David y Héctor acudieron de inmediato, y en cuanto la puerta se abrió, Camila se lanzó entre sus brazos con los ojos enrojecidos, sollozando: —Si no quería comprármelo podía decirlo, ¿por qué tenía que traerme un pastel de osmanthus manchado de sangre para asquearme?
Al ver el pastel ensangrentado, los rostros de David y Héctor se oscurecieron al instante.
—¿Lo hiciste a propósito? —La interrogó David con voz helada.
Marisol, recostada contra la pared, con las piernas todavía palpitando de dolor, respondió débilmente: —No, fue en el camino, me atropelló una moto, la sangre se pegó sin querer.
Héctor soltó una risa fría y dio zancadas hacia ella: —¿Crees que soy idiota? ¿Después de un accidente sigues de pie aquí?
Le agarró la muñeca con fuerza: —Si tanto te gusta mentir, hoy voy a hacer que tu mentira se vuelva verdad. ¡Tráiganla, arrástrenla al césped!
De inmediato, dos guardaespaldas levantaron a Marisol y la arrastraron hacia el jardín trasero. Sus rodillas se destrozaban contra el suelo hasta quedar en carne viva, pero a nadie le importaba.
En medio del césped, David y Héctor ya estaban sentados en aquel Maybach, y el rugido del motor sonaba como un susurro de la muerte.
Ella, con dificultad, logró incorporarse un poco: —David, Héctor, yo de verdad...
Antes de que pudiera terminar la frase, el carro aceleró directamente hacia ella.
—¡Pum!
El dolor explotó en todo su cuerpo, y Marisol salió despedida como una muñeca, cayendo pesadamente a varios metros de distancia sobre el pasto.
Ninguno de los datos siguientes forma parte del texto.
//! Engine facade: the operations exposed to the request layer.
//!
//! One engine wraps one backing store. Every operation is self-contained:
//! reads go through the store and nothing is retained between calls, so a
//! thin request layer can hold a single engine per volume.

use crate::cluster::{self, ClusterGroup, DbscanConfig};
use crate::compare;
use crate::error::EngineError;
use crate::graph;
use crate::polarization::{self, PolarizationOutput};
use crate::precompute;
use crate::profile;
use crate::project;
use crate::shape::ShapeKind;
use crate::store::VolumeStore;
use crate::types::{EdgeId, Graph, VertexId};
use crate::validation;
use glam::Vec3;

/// Parameters shared by the profile-producing operations.
///
/// `thresholds` aligns with `channels` by index. With `save` set, a freshly
/// computed voxel bucket is persisted before profiling.
#[derive(Debug, Clone)]
pub struct ProfileRequest {
    pub radius: f32,
    pub channels: Vec<String>,
    pub thresholds: Vec<f32>,
    pub shape: ShapeKind,
    pub save: bool,
}

impl ProfileRequest {
    pub fn new(radius: f32, channels: Vec<String>, thresholds: Vec<f32>) -> Self {
        Self {
            radius,
            channels,
            thresholds,
            shape: ShapeKind::default(),
            save: false,
        }
    }

    fn validate(&self) -> Result<(), EngineError> {
        if self.channels.len() != self.thresholds.len() {
            return Err(EngineError::ThresholdMismatch {
                channels: self.channels.len(),
                thresholds: self.thresholds.len(),
            });
        }
        Ok(())
    }
}

/// Normalized profiles for one edge, in request order.
#[derive(Debug, Clone, PartialEq)]
pub struct EdgeProfiles {
    pub edge: EdgeId,
    pub channels: Vec<(String, Vec<f32>)>,
}

/// Analysis engine over a backing volume store.
pub struct Engine<S> {
    store: S,
}

impl<S: VolumeStore> Engine<S> {
    pub fn new(store: S) -> Self {
        Self { store }
    }

    pub fn store(&self) -> &S {
        &self.store
    }

    /// Build the proximity graph from a point set and persist it, clearing
    /// the intensity cache group.
    pub fn build_graph_from_points(&self, points: &[Vec3]) -> Result<Graph, EngineError> {
        let graph = graph::build_graph(points)?;
        log::debug!("graph rebuilt: {}", validation::validate(&graph));
        self.store.replace_graph(&graph.vertices, &graph.edges)?;
        Ok(graph)
    }

    /// Add and remove vertex points, then rebuild the graph wholesale.
    ///
    /// Removal matches exact coordinates; the first matching vertex per
    /// requested point is dropped. Unmatched removals are ignored.
    pub fn edit_graph(&self, added: &[Vec3], removed: &[Vec3]) -> Result<Graph, EngineError> {
        let mut points = self.store.vertices()?;
        points.extend_from_slice(added);
        for target in removed {
            if let Some(i) = points.iter().position(|p| p == target) {
                points.remove(i);
            }
        }
        self.build_graph_from_points(&points)
    }

    /// Channel names available in the store.
    pub fn channel_names(&self) -> Result<Vec<String>, EngineError> {
        self.store.channel_names()
    }

    /// Normalized intensity profiles along one edge, one per requested
    /// channel. All channels share a single voxel bucket computation.
    pub fn edge_profiles(
        &self,
        edge: EdgeId,
        request: &ProfileRequest,
    ) -> Result<EdgeProfiles, EngineError> {
        request.validate()?;
        let buckets = project::edge_buckets(&self.store, edge, request.radius, request.shape)?;
        if request.save && self.store.read_bucket(edge, request.radius)?.is_none() {
            let encoded = buckets.encode(edge, request.radius)?;
            self.store.write_bucket(edge, request.radius, &encoded)?;
        }

        let mut channels = Vec::with_capacity(request.channels.len());
        for (name, &threshold) in request.channels.iter().zip(&request.thresholds) {
            let volume = self.store.channel(name)?;
            let profile = profile::intensity_profile(&volume, &buckets, threshold);
            channels.push((name.clone(), profile));
        }
        Ok(EdgeProfiles { edge, channels })
    }

    /// Profiles for every edge in the store, by ascending edge id.
    pub fn all_edge_profiles(
        &self,
        request: &ProfileRequest,
    ) -> Result<Vec<EdgeProfiles>, EngineError> {
        let num_edges = self.store.edges()?.len() as EdgeId;
        (1..=num_edges)
            .map(|edge| self.edge_profiles(edge, request))
            .collect()
    }

    /// Rank candidate edges by profile similarity to a target edge.
    ///
    /// Per candidate, the orientation-minimal Wasserstein distance is summed
    /// across all requested channels; the result is the candidate ids in
    /// ascending total distance, ties keeping input order. `None` candidates
    /// means every edge in the store.
    pub fn rank_edges(
        &self,
        target: EdgeId,
        candidates: Option<&[EdgeId]>,
        request: &ProfileRequest,
    ) -> Result<Vec<EdgeId>, EngineError> {
        request.validate()?;
        let target_profiles = self.edge_profiles(target, request)?;

        let ids: Vec<EdgeId> = match candidates {
            Some(list) => list.to_vec(),
            None => (1..=self.store.edges()?.len() as EdgeId).collect(),
        };

        let mut scored = Vec::with_capacity(ids.len());
        for id in ids {
            let candidate = self.edge_profiles(id, request)?;
            let total: f32 = target_profiles
                .channels
                .iter()
                .zip(&candidate.channels)
                .map(|((_, t), (_, c))| compare::oriented_distance(t, c))
                .sum();
            scored.push((id, total));
        }
        scored.sort_by(|a, b| a.1.total_cmp(&b.1));
        log::debug!(
            "ranked {} candidates against edge {}",
            scored.len(),
            target
        );
        Ok(scored.into_iter().map(|(id, _)| id).collect())
    }

    /// Order one edge's channels by hierarchical clustering of their
    /// pairwise profile distances (dendrogram leaf order).
    pub fn rank_channels(
        &self,
        edge: EdgeId,
        request: &ProfileRequest,
    ) -> Result<Vec<String>, EngineError> {
        let profiles = self.edge_profiles(edge, request)?;
        let arrays: Vec<Vec<f32>> = profiles.channels.iter().map(|(_, p)| p.clone()).collect();
        let matrix = compare::distance_matrix(&arrays);
        let order = cluster::average_linkage_leaf_order(&matrix);
        Ok(order
            .into_iter()
            .map(|i| profiles.channels[i].0.clone())
            .collect())
    }

    /// Group one edge's channels by density clustering of their pairwise
    /// profile distances. `cluster_threshold` is the neighborhood radius.
    pub fn cluster_channels(
        &self,
        edge: EdgeId,
        request: &ProfileRequest,
        cluster_threshold: f32,
    ) -> Result<Vec<ClusterGroup>, EngineError> {
        let profiles = self.edge_profiles(edge, request)?;
        let names: Vec<String> = profiles.channels.iter().map(|(n, _)| n.clone()).collect();
        let arrays: Vec<Vec<f32>> = profiles.channels.iter().map(|(_, p)| p.clone()).collect();
        let matrix = compare::distance_matrix(&arrays);
        let labels = cluster::dbscan_precomputed(
            &matrix,
            &DbscanConfig {
                eps: cluster_threshold,
                min_samples: 1,
            },
        );
        Ok(cluster::group_by_label(&labels, &names))
    }

    /// Angular intensity histograms for the vertices touched by the given
    /// edges (union of endpoints, ascending, deduplicated).
    pub fn vertex_polarization(
        &self,
        edge_ids: &[EdgeId],
        channel: &str,
        radius: f32,
        threshold: f32,
    ) -> Result<PolarizationOutput, EngineError> {
        let edges = self.store.edges()?;
        let mut vertex_ids: Vec<VertexId> = Vec::with_capacity(edge_ids.len() * 2);
        for &id in edge_ids {
            if id == 0 || id as usize > edges.len() {
                return Err(EngineError::EdgeNotFound(id));
            }
            let [a, b] = edges[id as usize - 1];
            vertex_ids.push(a);
            vertex_ids.push(b);
        }
        vertex_ids.sort_unstable();
        vertex_ids.dedup();

        let volume = self.store.channel(channel)?;
        let dims = volume.dims();
        let vertices = self.store.vertices()?;

        let mut output = PolarizationOutput {
            centers: Vec::with_capacity(vertex_ids.len()),
            histograms: Vec::with_capacity(vertex_ids.len()),
            vertex_ids: Vec::with_capacity(vertex_ids.len()),
        };
        for vertex in vertex_ids {
            let center = *vertices
                .get(vertex as usize)
                .ok_or(EngineError::VertexNotFound(vertex))?;
            let voxels = polarization::voxels_within_radius(center, radius, dims);
            let angles = match self.store.read_angles(vertex, radius)? {
                // A cached assignment is only usable if it matches the scan.
                Some(cached) if cached.len() == voxels.len() => cached,
                _ => polarization::planar_angles(&voxels, center),
            };
            let mut histogram =
                polarization::sector_histogram(&voxels, &angles, &volume, threshold);
            polarization::normalize_sectors(&mut histogram);

            output.centers.push(polarization::corrected_center(center, dims));
            output.histograms.push(histogram);
            output.vertex_ids.push(vertex.to_string());
        }
        Ok(output)
    }

    /// Batch-compute voxel buckets for many radii of one edge.
    pub fn precompute_edge_buckets(
        &self,
        edge: EdgeId,
        radii: &[f32],
        kind: ShapeKind,
    ) -> Result<usize, EngineError> {
        precompute::precompute_edge_buckets(&self.store, edge, radii, kind)
    }

    /// Batch-compute angle assignments for many radii of one vertex.
    pub fn precompute_polarization(
        &self,
        vertex: VertexId,
        radii: &[f32],
    ) -> Result<usize, EngineError> {
        precompute::precompute_polarization(&self.store, vertex, radii)
    }

    /// Drop every precomputed cache entry.
    pub fn clear_cache(&self) -> Result<(), EngineError> {
        self.store.clear_precomputed()
    }
}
La sangre brotó a borbotones, su visión se oscureció y perdió por completo el conocimiento.
No sabía cuánto tiempo había pasado cuando su conciencia empezó a volver poco a poco, y el olor a desinfectante le quemaba la nariz.
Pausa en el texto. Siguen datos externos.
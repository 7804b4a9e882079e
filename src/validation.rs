//! Structural validation for proximity graphs.
//!
//! Verifies the invariants a well-formed graph must satisfy: in-range
//! endpoint ids, no self-loops, no duplicate unordered pairs, and the
//! Gabriel midpoint property. Useful for debugging and for catching
//! corrupted graph data read back from a store.

use crate::graph::GABRIEL_TOLERANCE;
use crate::types::Graph;
use rustc_hash::FxHashSet;
use std::fmt;

/// Detailed validation report for a proximity graph.
#[derive(Debug, Clone)]
pub struct GraphReport {
    pub num_vertices: usize,
    pub num_edges: usize,

    /// Edges whose endpoints are the same vertex.
    pub self_loops: usize,
    /// Unordered pairs occurring more than once.
    pub duplicate_edges: usize,
    /// Endpoint ids outside the vertex list.
    pub out_of_range: usize,
    /// Edges whose diameter sphere contains a third point closer than the
    /// tolerance allows.
    pub gabriel_violations: usize,
    /// Vertices on no edge. Not an error (sparse regions can prune all
    /// their edges) but worth surfacing.
    pub isolated_vertices: usize,
}

impl GraphReport {
    /// True when no structural issue was found.
    pub fn is_valid(&self) -> bool {
        self.self_loops == 0
            && self.duplicate_edges == 0
            && self.out_of_range == 0
            && self.gabriel_violations == 0
    }

    /// Format a summary of any issues found.
    pub fn summary(&self) -> String {
        let mut issues = Vec::new();
        if self.self_loops > 0 {
            issues.push(format!("{} self-loops", self.self_loops));
        }
        if self.duplicate_edges > 0 {
            issues.push(format!("{} duplicate edges", self.duplicate_edges));
        }
        if self.out_of_range > 0 {
            issues.push(format!("{} out-of-range endpoints", self.out_of_range));
        }
        if self.gabriel_violations > 0 {
            issues.push(format!("{} gabriel violations", self.gabriel_violations));
        }
        if issues.is_empty() {
            "ok".to_string()
        } else {
            issues.join(", ")
        }
    }
}

impl fmt::Display for GraphReport {
    fn fmt(&self, f: &mut fmt::Formatter<'_>) -> fmt::Result {
        write!(
            f,
            "GraphReport {{ V={}, E={}, isolated={}, {} }}",
            self.num_vertices,
            self.num_edges,
            self.isolated_vertices,
            self.summary()
        )
    }
}

/// Validate a graph's structure by brute force.
pub fn validate(graph: &Graph) -> GraphReport {
    let num_vertices = graph.num_vertices();
    let num_edges = graph.num_edges();

    let mut self_loops = 0usize;
    let mut duplicate_edges = 0usize;
    let mut out_of_range = 0usize;
    let mut gabriel_violations = 0usize;
    let mut seen: FxHashSet<[u32; 2]> = FxHashSet::default();
    let mut touched = vec![false; num_vertices];

    for &[a, b] in &graph.edges {
        if a == b {
            self_loops += 1;
        }
        let pair = if a < b { [a, b] } else { [b, a] };
        if !seen.insert(pair) {
            duplicate_edges += 1;
        }
        if (a as usize) >= num_vertices || (b as usize) >= num_vertices {
            out_of_range += 1;
            continue;
        }
        touched[a as usize] = true;
        touched[b as usize] = true;

        let pa = graph.vertices[a as usize];
        let pb = graph.vertices[b as usize];
        let mid = (pa + pb) * 0.5;
        let half = pa.distance(pb) * 0.5;
        let blocked = graph
            .vertices
            .iter()
            .any(|p| p.distance(mid) < half * GABRIEL_TOLERANCE);
        if blocked {
            gabriel_violations += 1;
        }
    }

    let isolated_vertices = touched.iter().filter(|&&t| !t).count();

    GraphReport {
        num_vertices,
        num_edges,
        self_loops,
        duplicate_edges,
        out_of_range,
        gabriel_violations,
        isolated_vertices,
    }
}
Con enorme esfuerzo, abrió los ojos; las luces blancas del techo la mareaban.
Afuera del cuarto, escuchó la voz baja de David: —¿Cómo pudo sangrar tanto? ¡Si nomás le dimos un golpecito con el carro!
La voz de Héctor sonaba incrédula: —Sí, si controlamos la fuerza...
El cansado timbre del médico se oyó entonces: —La paciente ya está en fase terminal de cáncer. Con un impacto así, lo único que hicieron fue acelerar su muerte.